Recently, Ashworth et al. did a systematic review of literature considering NSCLC patients with 1–5 metastases treated with local therapy and found that definitive treatment of the primary tumor was a good prognostic factor for survival (14). Moreover, they further did an individual patient data (IPD) meta-analysis and found that long-term survival is common in selected patients with metachronous oligometastases, while patients with synchronous metastases and N1/N2 disease experienced the poorest survival (15). In light of these findings, we performed this meta-analysis to determine whether synchronous oligometastatic NSCLC patients might benefit from ATT, and to assess the long-term survival of patients with synchronous oligometastatic NSCLC who received or did not receive ATT .


Search strategies

A comprehensive systematic search for published articles was carried out by two authors independently up to Aug 3, 2015 among the PubMed, EMBASE, and Cochrane databases. Potential articles were identified using the following keywords combined by “non-small cell lung cancer OR non-small cell lung carcinoma OR non-small cell lung neoplasm OR non-small cell lung tumor OR NSCLC OR pulmonary adenocarcinoma OR lung adenocarcinoma OR adenocarcinoma of the lung OR lung squamous carcinoma OR pulmonary squamous carcinoma OR squamous cell lung carcinoma” AND “neoplasms/sc OR metast* OR oligomet* OR stage 4 OR stage IV OR stage four OR late stage OR advanced stage” AND “radiotherapy OR radiation therapy OR stereotactic OR SBRT OR SABR OR EBRT OR surgery OR resection OR surgical OR eradication OR ablation OR aggressive therapy” AND “primar*” AND “survive*”. We also searched the bibliography of identified articles manually.

Selection criteria

Studies meeting the following eligibility criteria were included: randomized controlled trial or retrospective or prospective observational cohort studies; studies on NSCLC patients with 1 to 5 synchronous metastases (diagnosed within 2 months after the primary tumor); studies on benefit from ATT (surgery or radiotherapy with a total dose more than 40 Gy); studies with available OS data of observed patients; and studies in English. The exclusion criteria were as followings: review papers, case reports. and non-controlled clinical studies;. studies that only reported the therapy of metastases; studies with fewer than 20 patients.

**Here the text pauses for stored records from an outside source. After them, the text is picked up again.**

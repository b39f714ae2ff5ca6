//! Scripted `PsRunner` used by the scenario tests.

#![allow(dead_code)]

use async_trait::async_trait;
use hypertool_hyperv::powershell::{LineSink, PsOutput, PsRunner};
use hypertool_hyperv::{HyperVConfig, HyperVError, HyperVResult, HyperVService};
use std::collections::VecDeque;
use std::sync::{Arc, Mutex};
use tokio_util::sync::CancellationToken;

#[derive(Debug, Clone)]
pub enum Reply {
    Output(PsOutput),
    Cancelled,
    /// Streams these stdout lines, then reports cancellation.
    CancelledAfter(String),
}

impl Reply {
    pub fn ok(stdout: &str) -> Self {
        Reply::Output(PsOutput::ok(stdout))
    }

    pub fn fail(stderr: &str) -> Self {
        Reply::Output(PsOutput::failed(1, stderr))
    }
}

struct Rule {
    needle: String,
    replies: VecDeque<Reply>,
}

/// Answers each script with the first rule whose needle it contains.
/// A rule's replies are consumed in order; the last one repeats.
/// Scripts that match no rule succeed with empty output.
#[derive(Default)]
pub struct ScriptedRunner {
    rules: Mutex<Vec<Rule>>,
    scripts: Mutex<Vec<String>>,
}

impl ScriptedRunner {
    pub fn new() -> Self {
        Self::default()
    }

    pub fn on(self, needle: &str, replies: Vec<Reply>) -> Self {
        self.rules.lock().unwrap().push(Rule {
            needle: needle.to_string(),
            replies: replies.into(),
        });
        self
    }

    pub fn scripts(&self) -> Vec<String> {
        self.scripts.lock().unwrap().clone()
    }

    pub fn count(&self, needle: &str) -> usize {
        self.scripts().iter().filter(|s| s.contains(needle)).count()
    }

    pub fn into_service(self) -> (Arc<ScriptedRunner>, HyperVService) {
        let runner = Arc::new(self);
        let service = HyperVService::with_runner(runner.clone(), HyperVConfig::default());
        (runner, service)
    }
}

impl ScriptedRunner {
    fn next_reply(&self, script: &str, cancel: &CancellationToken) -> HyperVResult<Reply> {
        if cancel.is_cancelled() {
            return Err(HyperVError::cancelled());
        }
        self.scripts.lock().unwrap().push(script.to_string());
        let mut rules = self.rules.lock().unwrap();
        let reply = rules
            .iter_mut()
            .find(|r| script.contains(&r.needle))
            .and_then(|r| {
                if r.replies.len() > 1 {
                    r.replies.pop_front()
                } else {
                    r.replies.front().cloned()
                }
            });
        Ok(reply.unwrap_or_else(|| Reply::ok("")))
    }
}

#[async_trait]
impl PsRunner for ScriptedRunner {
    async fn run(&self, script: &str, cancel: &CancellationToken) -> HyperVResult<PsOutput> {
        match self.next_reply(script, cancel)? {
            Reply::Output(output) => Ok(output),
            Reply::Cancelled | Reply::CancelledAfter(_) => Err(HyperVError::cancelled()),
        }
    }

    async fn run_streaming(
        &self,
        script: &str,
        cancel: &CancellationToken,
        on_line: &mut LineSink<'_>,
    ) -> HyperVResult<PsOutput> {
        let (stdout, outcome) = match self.next_reply(script, cancel)? {
            Reply::Output(output) => (output.stdout.clone(), Ok(output)),
            Reply::Cancelled => (String::new(), Err(HyperVError::cancelled())),
            Reply::CancelledAfter(lines) => (lines, Err(HyperVError::cancelled())),
        };
        let mut kept = String::new();
        for line in stdout.lines() {
            if !on_line(line) {
                kept.push_str(line);
                kept.push('\n');
            }
        }
        outcome.map(|mut output| {
            output.stdout = kept;
            output
        })
    }
}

As regard to studies with overlapping patient populations, the most recent investigation using updated data and with the maximum number of individuals was chosen for inclusion.

Data extraction

Data were extracted and recorded in a predefined information sheet by two authors independently, in accordance with the Preferred Reporting Items for Systematic Reviews and Meta-analyses statement (16). Study characteristics (first author, country of authors, time period of enrolling patients, number of patients, oligometastatic state, ATT regimens) and outcome data were extracted from the included articles. All discrepancies were discussed to reach consensus by including a third authors. The assessment of the risk of bias in included studies was conducted independently by two authors using Newcastle-Ottawa scale (17).

Statistical analyses

We predefined OS as the primary outcome and a hazard ratio (HR) expressing the intervention effect. For each study, the HR with corresponding 95% confidence intervals (CI) was directly extracted from the research article or estimated using Kaplan-Meier survival curves (18).

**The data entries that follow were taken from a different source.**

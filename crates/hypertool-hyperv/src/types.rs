//! Shared types for the Hyper-V orchestration crate.
//!
//! Covers VM state, virtual switch & adapter snapshots, host uplink info,
//! checkpoint info and tree nodes, export / import results, job progress
//! and executor configuration. Every type is a fresh snapshot of host
//! state; nothing here is cached or written back.

use chrono::{DateTime, Utc};
use serde::{Deserialize, Serialize};

// ─── VM State ────────────────────────────────────────────────────────

/// Runtime state of a Hyper-V virtual machine.
#[derive(Debug, Clone, Copy, PartialEq, Eq, Serialize, Deserialize)]
#[serde(rename_all = "PascalCase")]
pub enum VmState {
    Off,
    Running,
    Paused,
    Saved,
    Starting,
    Stopping,
    Saving,
    Pausing,
    Resuming,
    Reset,
    /// A state we didn't map yet.
    Other,
}

impl Default for VmState {
    fn default() -> Self {
        Self::Off
    }
}

impl VmState {
    /// Parse from the string representation returned by Get-VM.
    pub fn from_ps_string(s: &str) -> Self {
        match s.trim() {
            "Off" => Self::Off,
            "Running" => Self::Running,
            "Paused" => Self::Paused,
            "Saved" => Self::Saved,
            "Starting" => Self::Starting,
            "Stopping" => Self::Stopping,
            "Saving" => Self::Saving,
            "Pausing" => Self::Pausing,
            "Resuming" => Self::Resuming,
            "Reset" => Self::Reset,
            _ => Self::Other,
        }
    }

    pub fn is_running(&self) -> bool {
        matches!(self, Self::Running)
    }
}

// ─── VM Info ─────────────────────────────────────────────────────────

/// Summary of a virtual machine as shown in the VM list.
#[derive(Debug, Clone, PartialEq, Eq, Serialize, Deserialize)]
#[serde(rename_all = "camelCase")]
pub struct VirtualMachineInfo {
    pub name: String,
    pub state: VmState,
    /// State exactly as the host reported it.
    #[serde(default)]
    pub state_text: String,
    /// Status string (e.g. "Operating normally").
    #[serde(default)]
    pub status: String,
    /// Switch of the VM's first network adapter.
    #[serde(default)]
    pub current_switch_name: Option<String>,
}

// ─── Virtual Switches ────────────────────────────────────────────────

/// Virtual switch type.
#[derive(Debug, Clone, Copy, PartialEq, Eq, Serialize, Deserialize)]
pub enum SwitchType {
    External,
    Internal,
    Private,
    Unknown,
}

impl SwitchType {
    pub fn from_ps_string(s: &str) -> Self {
        match s.trim() {
            "External" | "2" => Self::External,
            "Internal" | "1" => Self::Internal,
            "Private" | "0" => Self::Private,
            _ => Self::Unknown,
        }
    }
}

/// Virtual switch summary.
#[derive(Debug, Clone, PartialEq, Eq, Serialize, Deserialize)]
#[serde(rename_all = "camelCase")]
pub struct VirtualSwitchInfo {
    pub name: String,
    pub switch_type: SwitchType,
}

// ─── Network Adapters ────────────────────────────────────────────────

/// A VM's virtual network adapter.
#[derive(Debug, Clone, PartialEq, Eq, Serialize, Deserialize)]
#[serde(rename_all = "camelCase")]
pub struct NetworkAdapterInfo {
    /// Adapter name; the correlation key for connect / disconnect / rename.
    pub name: String,
    /// Connected switch name, `None` when disconnected.
    #[serde(default)]
    pub switch_name: Option<String>,
    #[serde(default)]
    pub mac_address: String,
}

impl NetworkAdapterInfo {
    pub fn display_name(&self) -> &str {
        if self.name.trim().is_empty() {
            "Network Adapter"
        } else {
            &self.name
        }
    }

    pub fn is_connected(&self) -> bool {
        self.switch_name.is_some()
    }
}

/// Host-level adapter with an uplink (gateway or live link).
#[derive(Debug, Clone, PartialEq, Eq, Serialize, Deserialize)]
#[serde(rename_all = "camelCase")]
pub struct HostNetworkAdapterInfo {
    pub adapter_name: String,
    #[serde(default)]
    pub interface_description: String,
    /// Comma-joined IP addresses.
    #[serde(default)]
    pub ip_addresses: String,
    /// Comma-joined subnet masks / prefixes, aligned with `ip_addresses`.
    #[serde(default)]
    pub subnets: String,
    #[serde(default)]
    pub gateway: Option<String>,
    /// Comma-joined DNS servers.
    #[serde(default)]
    pub dns_servers: String,
    /// Whether this is the NAT adapter of the "Default Switch".
    #[serde(default)]
    pub is_default_switch: bool,
}

impl HostNetworkAdapterInfo {
    pub fn has_gateway(&self) -> bool {
        self.gateway
            .as_deref()
            .map(|g| !g.trim().is_empty())
            .unwrap_or(false)
    }
}

// ─── Checkpoints ─────────────────────────────────────────────────────

/// Hyper-V checkpoint type setting of a VM.
#[derive(Debug, Clone, PartialEq, Eq, Serialize, Deserialize)]
pub enum CheckpointKind {
    Disabled,
    Production,
    ProductionOnly,
    Standard,
    /// A value this crate does not know; passed back verbatim.
    Other(String),
}

impl Default for CheckpointKind {
    fn default() -> Self {
        Self::Production
    }
}

impl CheckpointKind {
    pub fn from_ps_string(s: &str) -> Self {
        match s.trim() {
            "Disabled" => Self::Disabled,
            "Production" => Self::Production,
            "ProductionOnly" => Self::ProductionOnly,
            "Standard" => Self::Standard,
            other => Self::Other(other.to_string()),
        }
    }

    pub fn as_ps(&self) -> &str {
        match self {
            Self::Disabled => "Disabled",
            Self::Production => "Production",
            Self::ProductionOnly => "ProductionOnly",
            Self::Standard => "Standard",
            Self::Other(s) => s.as_str(),
        }
    }

    /// Whether `Checkpoint-VM` already attempts a production checkpoint.
    pub fn is_production(&self) -> bool {
        matches!(self, Self::Production | Self::ProductionOnly)
    }
}

/// A single checkpoint (snapshot) of a VM.
#[derive(Debug, Clone, PartialEq, Eq, Serialize, Deserialize)]
#[serde(rename_all = "camelCase")]
pub struct CheckpointInfo {
    /// Host-assigned id; may be empty on older hosts.
    #[serde(default)]
    pub id: String,
    #[serde(default)]
    pub parent_id: Option<String>,
    #[serde(default)]
    pub is_current: bool,
    pub name: String,
    pub created: DateTime<Utc>,
    /// Checkpoint type text (`Standard`, `Production`, …).
    #[serde(default)]
    pub checkpoint_type: String,
}

/// Derived forest node; children ordered by creation time, then name.
#[derive(Debug, Clone, PartialEq, Eq, Serialize, Deserialize)]
#[serde(rename_all = "camelCase")]
pub struct CheckpointTreeNode {
    pub checkpoint: CheckpointInfo,
    pub children: Vec<CheckpointTreeNode>,
    /// Most recently created checkpoint of the whole set.
    pub is_latest: bool,
}

impl CheckpointTreeNode {
    pub fn is_current(&self) -> bool {
        self.checkpoint.is_current
    }

    /// Number of nodes in this subtree, including itself.
    pub fn len(&self) -> usize {
        1 + self.children.iter().map(|c| c.len()).sum::<usize>()
    }
}

// ─── Export / Import ─────────────────────────────────────────────────

/// Outcome of the pre-export free space check.
#[derive(Debug, Clone, PartialEq, Eq, Serialize, Deserialize)]
#[serde(rename_all = "camelCase")]
pub struct DiskSpaceCheckResult {
    pub has_enough_space: bool,
    pub required_bytes: u64,
    pub available_bytes: u64,
    /// Volume root the destination resolves to, e.g. `D:\`.
    pub target_drive: String,
}

/// Outcome of an import, including name conflict resolution.
#[derive(Debug, Clone, PartialEq, Eq, Serialize, Deserialize)]
#[serde(rename_all = "camelCase")]
pub struct ImportResult {
    /// Name the VM ended up with.
    pub vm_name: String,
    /// Name recorded in the imported configuration.
    pub original_name: String,
    pub renamed_due_to_conflict: bool,
}

/// Lifecycle of a host-side export / import job.
#[derive(Debug, Clone, Copy, PartialEq, Eq, Serialize, Deserialize)]
pub enum JobState {
    NotStarted,
    Running,
    Completed,
    Failed,
}

impl JobState {
    /// Map a PowerShell `JobState` name.
    pub fn from_ps_string(s: &str) -> Self {
        match s.trim() {
            "NotStarted" => Self::NotStarted,
            "Running" | "Stopping" | "Suspending" | "Suspended" | "Blocked" => Self::Running,
            "Completed" => Self::Completed,
            _ => Self::Failed,
        }
    }

    pub fn is_terminal(&self) -> bool {
        matches!(self, Self::Completed | Self::Failed)
    }
}

/// Receives percent-complete updates (0–100) of a long-running job.
pub trait ProgressObserver: Send + Sync {
    fn on_progress(&self, percent: u8);
}

impl<F> ProgressObserver for F
where
    F: Fn(u8) + Send + Sync,
{
    fn on_progress(&self, percent: u8) {
        self(percent)
    }
}

impl ProgressObserver for tokio::sync::mpsc::UnboundedSender<u8> {
    fn on_progress(&self, percent: u8) {
        // A dropped receiver only means nobody is watching any more.
        let _ = self.send(percent);
    }
}

/// Observer that ignores every update.
pub struct NoProgress;

impl ProgressObserver for NoProgress {
    fn on_progress(&self, _percent: u8) {}
}

// ─── Elevation ───────────────────────────────────────────────────────

/// Result of an elevated helper run.
#[derive(Debug, Clone, PartialEq, Eq, Serialize, Deserialize)]
#[serde(rename_all = "camelCase")]
pub struct ElevationOutcome {
    pub success: bool,
    pub message: String,
}

impl ElevationOutcome {
    pub fn succeeded(message: impl Into<String>) -> Self {
        Self {
            success: true,
            message: message.into(),
        }
    }

    pub fn failed(message: impl Into<String>) -> Self {
        Self {
            success: false,
            message: message.into(),
        }
    }

    /// Process exit code of the elevated helper: 0 on success, else 1.
    pub fn exit_code(&self) -> i32 {
        if self.success {
            0
        } else {
            1
        }
    }
}

// ─── Configuration ───────────────────────────────────────────────────

/// Executor and launcher settings.
#[derive(Debug, Clone, PartialEq, Eq, Serialize, Deserialize)]
#[serde(rename_all = "camelCase")]
pub struct HyperVConfig {
    /// PowerShell executable path.
    #[serde(default = "default_pwsh_path")]
    pub powershell_path: String,
    /// Console viewer executable.
    #[serde(default = "default_vmconnect_path")]
    pub vmconnect_path: String,
}

fn default_pwsh_path() -> String {
    "powershell.exe".to_string()
}

fn default_vmconnect_path() -> String {
    "vmconnect.exe".to_string()
}

impl Default for HyperVConfig {
    fn default() -> Self {
        Self {
            powershell_path: default_pwsh_path(),
            vmconnect_path: default_vmconnect_path(),
        }
    }
}

#[cfg(test)]
mod tests {
    use super::*;
    use std::sync::Mutex;

    #[test]
    fn vm_state_from_host_text() {
        assert_eq!(VmState::from_ps_string("Running"), VmState::Running);
        assert_eq!(VmState::from_ps_string(" Saved "), VmState::Saved);
        assert_eq!(VmState::from_ps_string("FastSaved"), VmState::Other);
    }

    #[test]
    fn checkpoint_kind_round_trips_unknown_values() {
        let kind = CheckpointKind::from_ps_string("ProductionOnly");
        assert_eq!(kind, CheckpointKind::ProductionOnly);
        let other = CheckpointKind::from_ps_string("Future");
        assert_eq!(other.as_ps(), "Future");
    }

    #[test]
    fn job_state_mapping() {
        assert_eq!(JobState::from_ps_string("Running"), JobState::Running);
        assert_eq!(JobState::from_ps_string("Completed"), JobState::Completed);
        assert_eq!(JobState::from_ps_string("Failed"), JobState::Failed);
        assert_eq!(JobState::from_ps_string("Stopped"), JobState::Failed);
        assert!(!JobState::NotStarted.is_terminal());
    }

    #[test]
    fn adapter_display_name_fallback() {
        let adapter = NetworkAdapterInfo {
            name: " ".into(),
            switch_name: None,
            mac_address: String::new(),
        };
        assert_eq!(adapter.display_name(), "Network Adapter");
        assert!(!adapter.is_connected());
    }

    #[test]
    fn closures_observe_progress() {
        let seen = Mutex::new(Vec::new());
        let observer = |p: u8| seen.lock().unwrap().push(p);
        observer.on_progress(5);
        observer.on_progress(70);
        assert_eq!(*seen.lock().unwrap(), vec![5, 70]);
    }

    #[test]
    fn channel_observes_progress() {
        let (tx, mut rx) = tokio::sync::mpsc::unbounded_channel();
        tx.on_progress(42);
        assert_eq!(rx.try_recv().unwrap(), 42);
    }

    #[test]
    fn host_adapter_gateway() {
        let mut info = HostNetworkAdapterInfo {
            adapter_name: "Ethernet".into(),
            interface_description: String::new(),
            ip_addresses: String::new(),
            subnets: String::new(),
            gateway: Some("  ".into()),
            dns_servers: String::new(),
            is_default_switch: false,
        };
        assert!(!info.has_gateway());
        info.gateway = Some("192.168.1.1".into());
        assert!(info.has_gateway());
    }
}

The χ2 test and I2 test were used to determine the heterogeneity (19). If the analysis showed significant heterogeneity, defined as Pheterogeneity<0.1 or I2>30%, the random model was used. Otherwise, the fixed model was used. All statistical analyses were performed using the Review Manager analysis software (RevMan, version 5.1.2: The Cochrane Collaboration, A P value of less than 0.05 was considered to be statistically significant. Successive monthly pooled estimates of survival and its standard errors were calculated and then used to yield a pooled measure of cumulative OS for each intervention group, according to the methods suggested by Pereira et al. and Takagi et al. (20,21). Statistical significance (P<0.05) was assessed for the cumulative survival rate differences between ATT group and no-ATT group at yearly intervals. The statistical method used judges the significance of differences by examining the overlap between confidence intervals, but it does not calculate P values (22).


Study characteristics

A total of 3,904 articles were retrieved from databases search. According to the eligibility criteria for title and abstract, 31 articles were selected for full-text screening, In total, 6 full-text articles (23-28) and 1 meeting abstract (29) were selected for the final analysis. A flow diagram depicting literature screening process is shown in Figure 1.

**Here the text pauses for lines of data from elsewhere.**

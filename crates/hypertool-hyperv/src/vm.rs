//! VM lifecycle management: list, query, start, graceful stop, turn off,
//! restart, rename.

use crate::error::{require_name, HyperVError, HyperVResult};
use crate::powershell::{PsRunner, PsScripts};
use crate::rows::RowView;
use crate::types::*;
use log::{debug, info};
use tokio_util::sync::CancellationToken;

/// Projection shared by `list_vms` and `get_vm`; expects `$vms` in scope.
const VM_PROJECTION: &str = r#"
@($vms | ForEach-Object {
    $adapter = Get-VMNetworkAdapter -VM $_ -ErrorAction SilentlyContinue | Select-Object -First 1
    [PSCustomObject]@{
        Name              = $_.Name
        State             = $_.State.ToString()
        Status            = $_.Status
        CurrentSwitchName = if ($adapter) { $adapter.SwitchName } else { $null }
    }
}) | ConvertTo-Json -Depth 3 -Compress
"#;

/// Manager for Hyper-V virtual machine lifecycle operations.
pub struct VmManager;

impl VmManager {
    // ── Query / List ─────────────────────────────────────────────────

    /// List all VMs with the switch of their first adapter.
    pub async fn list_vms(
        ps: &dyn PsRunner,
        cancel: &CancellationToken,
    ) -> HyperVResult<Vec<VirtualMachineInfo>> {
        let script = format!("$vms = Get-VM\n{}", VM_PROJECTION);
        let rows = ps.run_rows(&script, cancel).await?;
        let vms: Vec<VirtualMachineInfo> = rows.iter().map(vm_from_row).collect();
        debug!("Found {} VMs", vms.len());
        Ok(vms)
    }

    /// Get a single VM by name.
    pub async fn get_vm(
        ps: &dyn PsRunner,
        name: &str,
        cancel: &CancellationToken,
    ) -> HyperVResult<VirtualMachineInfo> {
        require_name(name, "VM name")?;
        let script = format!(
            "$vms = Get-VM -Name {} -ErrorAction SilentlyContinue\n{}",
            PsScripts::quote(name),
            VM_PROJECTION
        );
        let rows = ps.run_rows(&script, cancel).await?;
        rows.iter()
            .map(vm_from_row)
            .next()
            .ok_or_else(|| HyperVError::not_found(format!("VM '{}' not found", name)))
    }

    // ── Lifecycle ────────────────────────────────────────────────────

    pub async fn start_vm(
        ps: &dyn PsRunner,
        name: &str,
        cancel: &CancellationToken,
    ) -> HyperVResult<()> {
        require_name(name, "VM name")?;
        info!("Starting VM '{}'", name);
        ps.run_void(&format!("Start-VM -Name {} -Confirm:$false", PsScripts::quote(name)), cancel)
            .await
    }

    /// Ask the guest OS to shut down.
    pub async fn stop_vm_graceful(
        ps: &dyn PsRunner,
        name: &str,
        cancel: &CancellationToken,
    ) -> HyperVResult<()> {
        require_name(name, "VM name")?;
        info!("Shutting down VM '{}'", name);
        ps.run_void(
            &format!("Stop-VM -Name {} -Shutdown -Confirm:$false", PsScripts::quote(name)),
            cancel,
        )
        .await
    }

    /// Cut power immediately.
    pub async fn turn_off_vm(
        ps: &dyn PsRunner,
        name: &str,
        cancel: &CancellationToken,
    ) -> HyperVResult<()> {
        require_name(name, "VM name")?;
        info!("Turning off VM '{}'", name);
        ps.run_void(
            &format!("Stop-VM -Name {} -TurnOff -Confirm:$false", PsScripts::quote(name)),
            cancel,
        )
        .await
    }

    pub async fn restart_vm(
        ps: &dyn PsRunner,
        name: &str,
        cancel: &CancellationToken,
    ) -> HyperVResult<()> {
        require_name(name, "VM name")?;
        info!("Restarting VM '{}'", name);
        ps.run_void(
            &format!("Restart-VM -Name {} -Force -Confirm:$false", PsScripts::quote(name)),
            cancel,
        )
        .await
    }

    // ── Naming ───────────────────────────────────────────────────────

    /// Names of every VM on the host.
    pub async fn list_vm_names(
        ps: &dyn PsRunner,
        cancel: &CancellationToken,
    ) -> HyperVResult<Vec<String>> {
        let rows = ps
            .run_rows(
                "@(Get-VM | Select-Object Name) | ConvertTo-Json -Compress",
                cancel,
            )
            .await?;
        Ok(rows
            .iter()
            .map(|r| r.string("Name"))
            .filter(|n| !n.is_empty())
            .collect())
    }

    /// Rename the VM with this id. Addressing by id keeps duplicate names
    /// apart.
    pub async fn rename_vm_by_id(
        ps: &dyn PsRunner,
        id: &str,
        new_name: &str,
        cancel: &CancellationToken,
    ) -> HyperVResult<()> {
        require_name(id, "VM id")?;
        require_name(new_name, "New VM name")?;
        info!("Renaming VM {} -> '{}'", id, new_name);
        ps.run_void(
            &format!(
                "Get-VM -Id {} | Rename-VM -NewName {}",
                PsScripts::quote(id),
                PsScripts::quote(new_name)
            ),
            cancel,
        )
        .await
    }
}

fn vm_from_row(row: &RowView) -> VirtualMachineInfo {
    let state_text = row.string("State");
    VirtualMachineInfo {
        name: row.string("Name"),
        state: VmState::from_ps_string(&state_text),
        state_text,
        status: row.string("Status"),
        current_switch_name: row.opt_string("CurrentSwitchName"),
    }
}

Figure 1 Flowchart of literature identification and screening process.

The characteristics of the 7 included studies are summarized in Table 1. All the included studies are retrospective observational cohort studies from 1999 to 2015, consisting of 668 synchronous oligometastatic NSCLC patients, among whom 227 (34.0%) received ATT. With regard to ATT regimens, Surgery only was the modality of ATT in one study (26), radiotherapy in one study (23), and surgery combined with radiotherapy or not in the five others articles (24,25,27-29). When stratifying by oligometastatic state, single organ metastases was reported in five studies (24,26-29), of which four included only patients with brain-only metastases (24,27-29).

Table 1
Table 1 Characteristics of included studies
Full table

Benefit of ATT for OS

Incorporating ATT into the treatment of patients with synchronous oligometastatic NSCLC was statistically significantly associated with a 52% reduction in the risk of death (HR, 0.48; 95% CI, 0.39–0.60; P<0.00001; Figure 2). No significant statistical heterogeneity was noted for this outcome (I2=0%, P=0.65). No test for funnel plot asymmetry was used, because the power of the tests was too low to distinguish chance from real asymmetry when there were only seven studies included in this meta-analysis (30).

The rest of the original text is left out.